Similarity Methods for Differential Equations George W. Bluman

ISBN: 9780387901077

Published: December 2nd 1974

Paperback

333 pages


Description

Similarity Methods for Differential Equations  by  George W. Bluman

Similarity Methods for Differential Equations by George W. Bluman
December 2nd 1974 | Paperback | PDF, EPUB, FB2, DjVu, talking book, mp3, ZIP | 333 pages | ISBN: 9780387901077 | 4.28 Mb

The aim of this book is to provide a systematic and practical account of methods of integration of ordinary and partial differential equations based on invariance under continuous (Lie) groups of trans formations. The goal of these methods is theMoreThe aim of this book is to provide a systematic and practical account of methods of integration of ordinary and partial differential equations based on invariance under continuous (Lie) groups of trans formations.
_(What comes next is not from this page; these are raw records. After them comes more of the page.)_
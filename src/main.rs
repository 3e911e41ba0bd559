//! CLI for predicting cascade growth from early retweets

use std::path::PathBuf;
use anyhow::Context;
use clap::Parser;
use tracing::info;
use tracing_subscriber::EnvFilter;

use cascade_growth::core::{ExperimentConfig, Outcome, full_sizes, run_for_k};
use cascade_growth::utils::{load_json, parse_dataset, save_json, timing::Timer};

#[derive(Parser)]
#[command(name = "cascade-growth")]
#[command(about = "Predict cascade growth using early retweets", long_about = None)]
struct Cli {
    /// Path to the input dataset file
    #[arg(short, long)]
    input: PathBuf,

    /// Values of k (prefix lengths) to evaluate
    #[arg(short, long, num_args = 1..)]
    ks: Option<Vec<usize>>,

    /// Fraction of cascades used as the test set
    #[arg(long)]
    test_size: Option<f64>,

    /// Random seed for the train/test split and the random forest
    #[arg(long)]
    random_state: Option<u64>,

    /// JSON experiment configuration; flags override its values
    #[arg(short, long)]
    config: Option<PathBuf>,

    /// Write all outcomes as JSON to this path
    #[arg(short, long)]
    output: Option<PathBuf>,

    /// Enable debug logging
    #[arg(short, long)]
    verbose: bool,
}

impl Cli {
    fn experiment_config(&self) -> anyhow::Result<ExperimentConfig> {
        let mut config = match &self.config {
            Some(path) => load_json(path)
                .with_context(|| format!("reading config {}", path.display()))?,
            None => ExperimentConfig::default(),
        };

        if let Some(ks) = &self.ks {
            config.ks = ks.clone();
        }
        if let Some(test_size) = self.test_size {
            config.test_size = test_size;
        }
        if let Some(seed) = self.random_state {
            config.random_state = seed;
        }

        config.validate()?;
        Ok(config)
    }
}

fn main() -> anyhow::Result<()> {
    let cli = Cli::parse();

    let default_level = if cli.verbose { "debug" } else { "info" };
    tracing_subscriber::fmt()
        .with_env_filter(
            EnvFilter::try_from_default_env().unwrap_or_else(|_| EnvFilter::new(default_level)),
        )
        .with_writer(std::io::stderr)
        .init();

    let config = cli.experiment_config()?;

    let mut cascades = {
        let _timer = Timer::new("parse");
        parse_dataset(&cli.input)
            .with_context(|| format!("reading dataset {}", cli.input.display()))?
    };
    if cascades.is_empty() {
        println!("No cascades were parsed. Please check the input file.");
        return Ok(());
    }

    let sizes = full_sizes(&cascades);
    let mut outcomes = Vec::with_capacity(config.ks.len());
    for &k in &config.ks {
        let _timer = Timer::new(&format!("k={}", k));
        let outcome = run_for_k(&mut cascades, &sizes, k, &config)?;
        println!("{}", outcome);
        outcomes.push(outcome);
    }

    if let Some(path) = &cli.output {
        save_json(&outcomes, path)
            .with_context(|| format!("writing report {}", path.display()))?;
        info!(path = %path.display(), "wrote report");
    }

    let reported = outcomes.iter().filter(|o| matches!(o, Outcome::Report(_))).count();
    info!(reported, skipped = outcomes.len() - reported, "done");
    Ok(())
}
The goal of these methods is the expression of a solution in terms of quadrature in the case of ordinary differential equations of first order and a reduction in order for higher order equations. For partial differential equations at least a reduction in the number of independent variables is sought and in favorable cases a reduction to ordinary differential equations with special solutions or quadrature. In the last century, approximately one hundred years ago, Sophus Lie tried to construct a general integration theory, in the above sense, for ordinary differential equations.

Following Abels approach for algebraic equations he studied the invariance of ordinary differential equations under transformations. In particular, Lie introduced the study of continuous groups of transformations of ordinary differential equations, based on the infinitesimal properties of the group. In a sense the theory was completely successful. It was shown how for a first-order differential equation the knowledge of a group leads immediately to quadrature, and for a higher order equation (or system) to a reduction in order.

In another sense this theory is somewhat disappointing in that for a first-order differ ential equation essentially no systematic way can be given for finding the groups or showing that they do not exist for a first-order differential equation.